Exercise brief
Look for the word "modified" in the material below, then report each line where it occurs.

Information supplied
========================

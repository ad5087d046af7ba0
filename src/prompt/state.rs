//! Prompt inputs and the derived state threaded through the pipeline.

use crate::styling::{Glyph, ResolvedStyle, StyleOptions};

use super::path::PathSegments;

/// Repository depth meaning "not inside a repository".
///
/// `-1` is not usable for this: it is the depth reported when the repository
/// root is `/` itself, which has no path components.
pub const NO_REPOSITORY: i64 = -2;

/// A permission attribute of the current directory.
///
/// Iteration order is the order flags are rendered in.
#[derive(Debug, Clone, Copy, PartialEq, Eq, strum::EnumIter, strum::IntoStaticStr)]
#[strum(serialize_all = "SCREAMING_SNAKE_CASE")]
pub enum DirFlag {
    Unreadable,
    Unwritable,
    Unvisitable,
    Setguid,
    Sticky,
}

impl DirFlag {
    /// Glyph configured for this flag.
    pub fn glyph(self, style: &StyleOptions) -> Glyph {
        match self {
            DirFlag::Unreadable => style.dir_unreadable,
            DirFlag::Unwritable => style.dir_unwritable,
            DirFlag::Unvisitable => style.dir_unvisitable,
            DirFlag::Setguid => style.dir_setguid,
            DirFlag::Sticky => style.dir_sticky,
        }
    }
}

/// Independent permission flags of the current directory.
#[derive(Debug, Clone, Copy, Default, PartialEq, Eq)]
pub struct DirFlags {
    pub unreadable: bool,
    pub unwritable: bool,
    pub unvisitable: bool,
    pub setguid: bool,
    pub sticky: bool,
}

impl DirFlags {
    pub fn contains(&self, flag: DirFlag) -> bool {
        match flag {
            DirFlag::Unreadable => self.unreadable,
            DirFlag::Unwritable => self.unwritable,
            DirFlag::Unvisitable => self.unvisitable,
            DirFlag::Setguid => self.setguid,
            DirFlag::Sticky => self.sticky,
        }
    }

    pub fn insert(&mut self, flag: DirFlag) {
        match flag {
            DirFlag::Unreadable => self.unreadable = true,
            DirFlag::Unwritable => self.unwritable = true,
            DirFlag::Unvisitable => self.unvisitable = true,
            DirFlag::Setguid => self.setguid = true,
            DirFlag::Sticky => self.sticky = true,
        }
    }

    /// Set flags in render order.
    pub fn iter(&self) -> impl Iterator<Item = DirFlag> + '_ {
        use strum::IntoEnumIterator;
        DirFlag::iter().filter(|flag| self.contains(*flag))
    }

    pub fn count(&self) -> usize {
        self.iter().count()
    }
}

/// Repository status. Its presence is keyed off the branch being known.
#[derive(Debug, Clone, Default, PartialEq, Eq)]
pub struct GitStatus {
    /// Branch name (or commit when detached). Empty once truncated away.
    pub branch: String,
    pub detached: bool,
    /// Commits ahead of upstream, as given
    pub ahead: Option<String>,
    /// Commits behind upstream, as given
    pub behind: Option<String>,
    pub merging: bool,
    pub untracked: bool,
    pub modified: bool,
    pub staged: bool,
}

impl GitStatus {
    /// Ahead count, ignoring empty values.
    pub fn ahead(&self) -> Option<&str> {
        self.ahead.as_deref().filter(|s| !s.is_empty())
    }

    /// Behind count, ignoring empty values.
    pub fn behind(&self) -> Option<&str> {
        self.behind.as_deref().filter(|s| !s.is_empty())
    }

    pub fn has_history(&self) -> bool {
        self.ahead().is_some() || self.behind().is_some()
    }

    pub fn has_state(&self) -> bool {
        self.merging || self.untracked || self.modified || self.staged
    }
}

/// Raw inputs, as read from the environment or command line.
#[derive(Debug, Clone, PartialEq, Eq)]
pub struct PromptInput {
    /// Only a reduced palette is available
    pub limited: bool,
    pub root: bool,
    /// Free-form status text, empty when absent
    pub status: String,
    pub path: String,
    pub dir_flags: DirFlags,
    /// Trailing path components inside a repository, 0-based from the end
    pub git_dir_depth: i64,
    pub git: Option<GitStatus>,
    /// Exit status of the previous command as decimal text
    pub exit_code: Option<String>,
    /// Elapsed seconds of the previous command as decimal text
    pub exec_time: Option<String>,
    /// Column budget
    pub max_length: Option<i64>,
}

impl Default for PromptInput {
    fn default() -> Self {
        Self {
            limited: false,
            root: false,
            status: String::new(),
            path: String::new(),
            dir_flags: DirFlags::default(),
            git_dir_depth: NO_REPOSITORY,
            git: None,
            exit_code: None,
            exec_time: None,
            max_length: None,
        }
    }
}

/// Exit code text in its full and short forms.
///
/// `short` is never longer than `display`.
#[derive(Debug, Clone, Default, PartialEq, Eq)]
pub struct ExitCodeText {
    pub display: String,
    pub short: String,
}

/// State after style resolution, prettification and path segmentation.
///
/// Truncation may narrow `status`, `path`, `git.branch`, `exit_code`,
/// `exec_time` and `postfix`; nothing else changes after [`super::prepare`].
#[derive(Debug, Clone, PartialEq, Eq)]
pub struct PromptState {
    pub style: StyleOptions,
    pub colors: ResolvedStyle,
    pub status: String,
    pub path: PathSegments,
    pub dir_flags: DirFlags,
    pub git: Option<GitStatus>,
    /// `None` when there is no previous command; its block is still drawn
    pub exit_code: Option<ExitCodeText>,
    pub exec_time: Option<String>,
    pub postfix: String,
    pub max_length: Option<usize>,
}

========================

Exercise output
    pub modified: bool,
        self.merging || self.untracked || self.modified || self.staged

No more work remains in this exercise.